Till Pape (born 10 December 1997) is a German professional basketball player for Skyliners Frankfurt of the Basketball Bundesliga (BBL) and the EuroCup. He plays the power forward and center position.

==Professional career==
Pape began his club career in the youth system for the U6 side of Paderborn Baskets. In 2011, Pape helped Paderborn win the U14 German Championship, and in 2012, repeated the success with the U16 team. During the 2014–15 season in the 2. Basketball Bundesliga, he made brief appearances with the senior team.

Following Pape's graduation from high school, he moved to club Ratiopharm Ulm ahead of the 2015–16 season. Initially, Pape played for Ulm's youth team, and did not debut with their senior side until December 2016.

After the season, Pape signed on to play with Weißenhorn Youngstars, alongside his association with Ulm until 2019, when he signed with club VfL Kirchheim Knights going into the 2019–20 campaign.

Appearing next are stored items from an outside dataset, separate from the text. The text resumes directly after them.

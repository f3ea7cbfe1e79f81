//! Error types for TSUKIHI

use thiserror::Error;

/// TSUKIHI engine error type
#[derive(Debug, Error)]
pub enum SimError {
    /// Input file version does not match the engine
    #[error("Input version mismatch: found {found}, expected {expected}")]
    InputVersion { found: String, expected: String },

    /// Input file could not be parsed
    #[error("Input parse error in {file}: {message}")]
    Parse { file: String, message: String },

    /// A mandatory input field is missing or out of range
    #[error("Invalid input: {0}")]
    InvalidInput(String),

    /// IO error
    #[error("IO error: {0}")]
    Io(#[from] std::io::Error),

    /// Output formatting error
    #[error("Output error: {0}")]
    Output(String),

    /// Run-level error (cohort setup, transmission warmup)
    #[error("Run error: {0}")]
    Run(String),
}

/// TSUKIHI result type
pub type Result<T> = std::result::Result<T, SimError>;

Three years later, at the end of Pape's contract with Kirchheim in May 2022, he moved to BG Göttingen on a two-year deal in advance of the 2022–23 season. Following the Bundesliga season with Göttingen, Pape exercised a clause to terminate the second year in his contract with the club, to sign a two-year deal with Telekom Baskets Bonn prior to the 2023–24 season.

In May 2025, after Pape's deal expired with Bonn, he signed a two-year contract with club Skyliners Frankfurt ahead of the 2025–26 season.

==National team career==
Pape's first opportunity to represent Germany came at the youth level, for the 2013 FIBA U16 European Championship. In Germany's eighth place finish at the event, he contributed with averages of 1.7 points and 2.3 rebounds per game. Two years later, Pape represented Germany in 3x3 basketball at the 2015 FIBA 3x3 U18 World Cup.

In November 2025, Pape was called up to the senior Germany national team for the first time. He made his debut scoring 14 points and grabbing four rebounds in a win over Cyprus, during a 2027 FIBA World Cup qualifier.

==Personal life==
In 2020, Pape started studying medicine, and he began a doctoral thesis on the topic of minimally invasive robot-assisted pancreatic surgery.